• _TASK ITEM_: Locate and copy each line in the data that contains the word "action".

• _DATA SECTION_:
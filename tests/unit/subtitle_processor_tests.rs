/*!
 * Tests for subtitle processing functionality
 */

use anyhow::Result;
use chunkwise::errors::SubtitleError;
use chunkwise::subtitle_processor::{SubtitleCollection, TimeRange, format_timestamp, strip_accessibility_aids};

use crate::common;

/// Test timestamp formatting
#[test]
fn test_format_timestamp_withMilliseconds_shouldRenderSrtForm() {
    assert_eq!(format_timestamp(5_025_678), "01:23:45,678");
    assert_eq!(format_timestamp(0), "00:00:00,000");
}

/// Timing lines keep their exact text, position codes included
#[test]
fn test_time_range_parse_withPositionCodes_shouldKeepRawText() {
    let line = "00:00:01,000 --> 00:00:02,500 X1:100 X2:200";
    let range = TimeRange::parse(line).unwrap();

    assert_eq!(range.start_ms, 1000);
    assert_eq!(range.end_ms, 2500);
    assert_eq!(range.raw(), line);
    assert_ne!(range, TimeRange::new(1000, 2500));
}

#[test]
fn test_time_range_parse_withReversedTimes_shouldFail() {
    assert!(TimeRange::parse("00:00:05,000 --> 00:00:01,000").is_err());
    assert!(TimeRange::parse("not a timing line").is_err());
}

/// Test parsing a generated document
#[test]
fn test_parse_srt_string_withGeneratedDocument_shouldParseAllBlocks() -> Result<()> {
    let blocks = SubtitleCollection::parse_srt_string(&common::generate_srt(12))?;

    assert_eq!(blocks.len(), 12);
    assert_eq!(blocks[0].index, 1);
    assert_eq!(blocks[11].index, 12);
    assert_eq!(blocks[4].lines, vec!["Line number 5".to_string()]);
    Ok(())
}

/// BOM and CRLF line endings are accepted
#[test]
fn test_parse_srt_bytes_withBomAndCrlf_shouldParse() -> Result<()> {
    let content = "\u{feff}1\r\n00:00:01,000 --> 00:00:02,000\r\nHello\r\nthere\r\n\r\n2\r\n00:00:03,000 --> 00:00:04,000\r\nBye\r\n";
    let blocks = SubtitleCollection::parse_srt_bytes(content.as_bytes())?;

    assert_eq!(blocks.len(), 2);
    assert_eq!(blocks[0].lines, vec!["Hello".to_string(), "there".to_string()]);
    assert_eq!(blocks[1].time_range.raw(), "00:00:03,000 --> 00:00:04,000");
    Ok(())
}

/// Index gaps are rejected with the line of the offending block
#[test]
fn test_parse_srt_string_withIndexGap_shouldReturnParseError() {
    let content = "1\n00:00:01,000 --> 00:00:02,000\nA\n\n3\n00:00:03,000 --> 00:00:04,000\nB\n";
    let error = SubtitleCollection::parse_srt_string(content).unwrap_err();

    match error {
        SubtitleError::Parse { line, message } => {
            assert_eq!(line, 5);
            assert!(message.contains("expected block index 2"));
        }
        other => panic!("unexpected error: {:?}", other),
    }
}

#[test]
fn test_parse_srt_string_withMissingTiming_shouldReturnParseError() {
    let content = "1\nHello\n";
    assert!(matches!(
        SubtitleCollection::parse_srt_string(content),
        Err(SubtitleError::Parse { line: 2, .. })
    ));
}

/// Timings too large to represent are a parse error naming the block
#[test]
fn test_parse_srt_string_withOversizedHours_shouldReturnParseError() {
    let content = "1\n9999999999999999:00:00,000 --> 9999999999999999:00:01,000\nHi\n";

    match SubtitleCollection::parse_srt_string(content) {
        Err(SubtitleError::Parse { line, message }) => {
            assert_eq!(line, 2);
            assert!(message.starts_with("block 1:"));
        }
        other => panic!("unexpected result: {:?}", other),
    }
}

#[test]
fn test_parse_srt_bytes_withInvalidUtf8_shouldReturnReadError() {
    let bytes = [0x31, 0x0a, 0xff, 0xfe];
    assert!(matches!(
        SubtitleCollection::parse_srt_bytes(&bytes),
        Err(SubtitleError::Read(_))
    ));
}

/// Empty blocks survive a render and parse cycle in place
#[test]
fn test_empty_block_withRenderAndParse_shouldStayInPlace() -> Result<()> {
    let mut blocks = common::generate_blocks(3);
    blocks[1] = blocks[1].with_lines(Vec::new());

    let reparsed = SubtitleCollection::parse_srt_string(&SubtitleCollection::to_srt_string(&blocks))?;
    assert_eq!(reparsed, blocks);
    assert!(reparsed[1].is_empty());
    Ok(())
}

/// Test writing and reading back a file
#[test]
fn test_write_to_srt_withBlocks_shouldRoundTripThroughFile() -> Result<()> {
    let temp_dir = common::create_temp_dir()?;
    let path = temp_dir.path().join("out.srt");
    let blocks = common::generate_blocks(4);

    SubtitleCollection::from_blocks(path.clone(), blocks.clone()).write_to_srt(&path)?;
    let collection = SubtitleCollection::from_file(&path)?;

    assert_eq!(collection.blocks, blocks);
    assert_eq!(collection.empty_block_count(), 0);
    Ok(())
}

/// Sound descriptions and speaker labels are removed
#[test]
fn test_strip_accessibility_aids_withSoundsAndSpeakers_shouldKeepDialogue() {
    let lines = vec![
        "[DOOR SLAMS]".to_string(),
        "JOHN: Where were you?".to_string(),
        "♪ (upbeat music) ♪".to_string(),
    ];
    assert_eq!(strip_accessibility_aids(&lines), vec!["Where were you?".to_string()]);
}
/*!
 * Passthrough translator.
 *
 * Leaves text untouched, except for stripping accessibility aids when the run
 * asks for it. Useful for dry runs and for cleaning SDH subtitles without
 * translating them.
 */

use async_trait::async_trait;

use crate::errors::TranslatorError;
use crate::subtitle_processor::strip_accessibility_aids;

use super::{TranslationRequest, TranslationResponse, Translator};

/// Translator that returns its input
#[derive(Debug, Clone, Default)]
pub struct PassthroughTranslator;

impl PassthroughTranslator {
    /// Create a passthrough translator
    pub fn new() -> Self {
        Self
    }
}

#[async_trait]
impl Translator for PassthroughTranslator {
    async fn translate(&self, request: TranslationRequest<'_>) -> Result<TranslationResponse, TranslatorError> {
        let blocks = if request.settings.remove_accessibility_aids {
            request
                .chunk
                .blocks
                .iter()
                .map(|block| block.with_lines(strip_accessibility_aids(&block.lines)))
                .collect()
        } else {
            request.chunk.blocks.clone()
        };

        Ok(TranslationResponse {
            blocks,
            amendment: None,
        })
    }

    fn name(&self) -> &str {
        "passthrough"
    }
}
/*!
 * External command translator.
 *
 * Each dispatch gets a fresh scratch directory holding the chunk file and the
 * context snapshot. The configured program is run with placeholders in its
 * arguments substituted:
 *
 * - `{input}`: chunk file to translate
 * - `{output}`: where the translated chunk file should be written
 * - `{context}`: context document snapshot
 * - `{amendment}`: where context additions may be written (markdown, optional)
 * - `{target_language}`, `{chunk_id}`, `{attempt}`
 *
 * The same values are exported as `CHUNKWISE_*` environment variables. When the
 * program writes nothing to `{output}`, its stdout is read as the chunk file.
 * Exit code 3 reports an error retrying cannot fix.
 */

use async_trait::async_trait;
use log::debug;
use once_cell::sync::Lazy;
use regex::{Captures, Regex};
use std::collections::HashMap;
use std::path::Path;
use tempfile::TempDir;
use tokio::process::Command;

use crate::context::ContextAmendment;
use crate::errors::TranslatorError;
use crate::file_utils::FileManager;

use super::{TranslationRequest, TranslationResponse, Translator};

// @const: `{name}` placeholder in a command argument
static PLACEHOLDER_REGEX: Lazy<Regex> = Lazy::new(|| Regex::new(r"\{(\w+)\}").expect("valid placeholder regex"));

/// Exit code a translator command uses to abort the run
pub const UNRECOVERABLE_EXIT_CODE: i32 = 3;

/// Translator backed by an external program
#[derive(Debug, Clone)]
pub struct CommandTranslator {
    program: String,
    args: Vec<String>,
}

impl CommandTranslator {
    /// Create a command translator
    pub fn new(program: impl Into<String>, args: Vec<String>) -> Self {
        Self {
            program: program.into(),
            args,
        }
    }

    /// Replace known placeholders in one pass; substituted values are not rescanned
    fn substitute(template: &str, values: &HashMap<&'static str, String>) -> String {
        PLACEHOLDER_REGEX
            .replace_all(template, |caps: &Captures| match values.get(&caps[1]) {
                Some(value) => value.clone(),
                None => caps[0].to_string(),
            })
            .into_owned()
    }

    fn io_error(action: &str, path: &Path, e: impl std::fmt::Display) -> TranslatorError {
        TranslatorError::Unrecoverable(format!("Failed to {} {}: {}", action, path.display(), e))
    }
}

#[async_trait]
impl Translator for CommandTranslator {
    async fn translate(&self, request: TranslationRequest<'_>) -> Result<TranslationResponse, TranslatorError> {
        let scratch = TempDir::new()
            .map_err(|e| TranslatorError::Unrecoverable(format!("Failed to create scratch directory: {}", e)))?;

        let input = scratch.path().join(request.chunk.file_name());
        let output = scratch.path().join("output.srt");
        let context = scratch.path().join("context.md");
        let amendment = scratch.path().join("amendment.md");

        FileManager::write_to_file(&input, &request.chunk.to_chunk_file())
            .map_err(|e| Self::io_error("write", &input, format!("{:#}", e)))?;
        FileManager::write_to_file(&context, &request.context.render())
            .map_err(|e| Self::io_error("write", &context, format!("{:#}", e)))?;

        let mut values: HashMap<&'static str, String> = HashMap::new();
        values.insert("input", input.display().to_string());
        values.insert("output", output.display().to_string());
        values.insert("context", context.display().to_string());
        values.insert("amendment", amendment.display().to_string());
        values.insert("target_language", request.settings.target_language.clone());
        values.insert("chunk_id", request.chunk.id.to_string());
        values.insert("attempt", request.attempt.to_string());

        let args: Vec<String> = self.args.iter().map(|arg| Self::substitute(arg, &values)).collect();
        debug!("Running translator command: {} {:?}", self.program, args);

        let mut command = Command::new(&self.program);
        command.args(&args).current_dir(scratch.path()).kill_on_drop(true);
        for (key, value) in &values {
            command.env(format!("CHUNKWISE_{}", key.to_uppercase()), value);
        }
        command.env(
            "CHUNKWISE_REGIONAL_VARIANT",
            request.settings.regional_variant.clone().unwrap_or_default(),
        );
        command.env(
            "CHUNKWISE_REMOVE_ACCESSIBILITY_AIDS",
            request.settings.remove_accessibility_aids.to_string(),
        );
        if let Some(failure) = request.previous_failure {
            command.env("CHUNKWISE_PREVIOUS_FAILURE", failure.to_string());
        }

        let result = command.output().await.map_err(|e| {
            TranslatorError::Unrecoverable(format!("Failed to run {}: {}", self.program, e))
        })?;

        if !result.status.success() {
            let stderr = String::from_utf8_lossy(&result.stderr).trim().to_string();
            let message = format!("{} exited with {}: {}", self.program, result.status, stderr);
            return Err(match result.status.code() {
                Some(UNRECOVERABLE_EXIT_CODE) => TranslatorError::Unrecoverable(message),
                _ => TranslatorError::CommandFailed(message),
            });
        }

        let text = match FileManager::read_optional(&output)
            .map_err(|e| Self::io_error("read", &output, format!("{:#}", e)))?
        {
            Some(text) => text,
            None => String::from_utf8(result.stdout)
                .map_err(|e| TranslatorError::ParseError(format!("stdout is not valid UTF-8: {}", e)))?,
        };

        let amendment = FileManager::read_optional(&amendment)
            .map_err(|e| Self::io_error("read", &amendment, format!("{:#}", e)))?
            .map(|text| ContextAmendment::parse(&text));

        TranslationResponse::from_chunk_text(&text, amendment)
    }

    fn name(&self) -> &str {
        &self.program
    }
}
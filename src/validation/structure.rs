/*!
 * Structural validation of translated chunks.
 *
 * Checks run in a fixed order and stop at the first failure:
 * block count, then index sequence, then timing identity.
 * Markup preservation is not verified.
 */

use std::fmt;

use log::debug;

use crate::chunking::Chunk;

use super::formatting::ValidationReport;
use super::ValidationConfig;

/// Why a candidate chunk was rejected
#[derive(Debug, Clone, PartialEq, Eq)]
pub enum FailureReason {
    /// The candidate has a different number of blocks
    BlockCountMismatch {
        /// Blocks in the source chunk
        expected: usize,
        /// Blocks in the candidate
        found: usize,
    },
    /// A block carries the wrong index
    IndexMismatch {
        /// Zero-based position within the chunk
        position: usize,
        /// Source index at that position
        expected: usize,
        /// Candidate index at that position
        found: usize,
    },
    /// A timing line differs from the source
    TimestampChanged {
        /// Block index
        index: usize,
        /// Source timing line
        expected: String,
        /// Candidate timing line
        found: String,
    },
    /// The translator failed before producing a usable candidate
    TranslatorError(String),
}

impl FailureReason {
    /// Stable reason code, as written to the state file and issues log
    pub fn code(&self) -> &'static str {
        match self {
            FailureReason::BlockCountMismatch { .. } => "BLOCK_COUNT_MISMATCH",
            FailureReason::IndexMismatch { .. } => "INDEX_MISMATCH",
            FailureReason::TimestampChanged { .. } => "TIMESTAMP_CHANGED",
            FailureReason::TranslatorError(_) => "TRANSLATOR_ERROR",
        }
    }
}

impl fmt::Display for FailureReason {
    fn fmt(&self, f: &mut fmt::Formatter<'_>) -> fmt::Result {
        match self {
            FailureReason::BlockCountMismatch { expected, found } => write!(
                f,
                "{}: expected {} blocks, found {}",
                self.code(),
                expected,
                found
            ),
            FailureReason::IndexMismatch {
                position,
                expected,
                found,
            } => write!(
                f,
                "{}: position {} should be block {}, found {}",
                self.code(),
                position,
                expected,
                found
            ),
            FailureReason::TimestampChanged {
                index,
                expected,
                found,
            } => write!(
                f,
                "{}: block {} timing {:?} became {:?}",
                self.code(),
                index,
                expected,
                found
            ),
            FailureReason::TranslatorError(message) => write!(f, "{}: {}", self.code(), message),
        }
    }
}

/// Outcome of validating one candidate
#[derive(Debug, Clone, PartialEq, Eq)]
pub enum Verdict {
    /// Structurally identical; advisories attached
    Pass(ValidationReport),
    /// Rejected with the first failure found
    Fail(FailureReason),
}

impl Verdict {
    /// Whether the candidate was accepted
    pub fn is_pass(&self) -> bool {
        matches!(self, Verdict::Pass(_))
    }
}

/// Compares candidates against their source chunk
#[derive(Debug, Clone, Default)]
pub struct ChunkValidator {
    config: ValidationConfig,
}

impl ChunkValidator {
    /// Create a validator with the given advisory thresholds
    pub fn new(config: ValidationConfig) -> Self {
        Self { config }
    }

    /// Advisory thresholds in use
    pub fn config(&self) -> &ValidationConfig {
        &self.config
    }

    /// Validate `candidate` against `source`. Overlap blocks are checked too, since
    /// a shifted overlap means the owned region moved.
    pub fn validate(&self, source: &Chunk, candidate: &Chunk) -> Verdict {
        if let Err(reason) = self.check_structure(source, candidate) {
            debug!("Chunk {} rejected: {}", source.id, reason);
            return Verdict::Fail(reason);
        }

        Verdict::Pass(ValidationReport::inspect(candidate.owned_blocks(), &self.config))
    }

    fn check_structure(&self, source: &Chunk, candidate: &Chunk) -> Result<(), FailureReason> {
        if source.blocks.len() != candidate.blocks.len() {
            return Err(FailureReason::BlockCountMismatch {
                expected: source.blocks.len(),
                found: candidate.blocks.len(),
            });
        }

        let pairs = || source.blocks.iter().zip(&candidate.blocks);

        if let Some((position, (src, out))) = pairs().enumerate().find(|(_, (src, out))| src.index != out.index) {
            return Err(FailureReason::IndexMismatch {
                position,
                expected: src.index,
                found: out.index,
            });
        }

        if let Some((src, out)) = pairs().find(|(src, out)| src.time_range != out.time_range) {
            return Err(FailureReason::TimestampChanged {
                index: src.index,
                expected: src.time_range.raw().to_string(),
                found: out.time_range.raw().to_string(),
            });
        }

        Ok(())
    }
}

• _EXPECTED ANSWER_:
    fn io_error(action: &str, path: &Path, e: impl std::fmt::Display) -> TranslatorError {
        TranslatorError::Unrecoverable(format!("Failed to {} {}: {}", action, path.display(), e))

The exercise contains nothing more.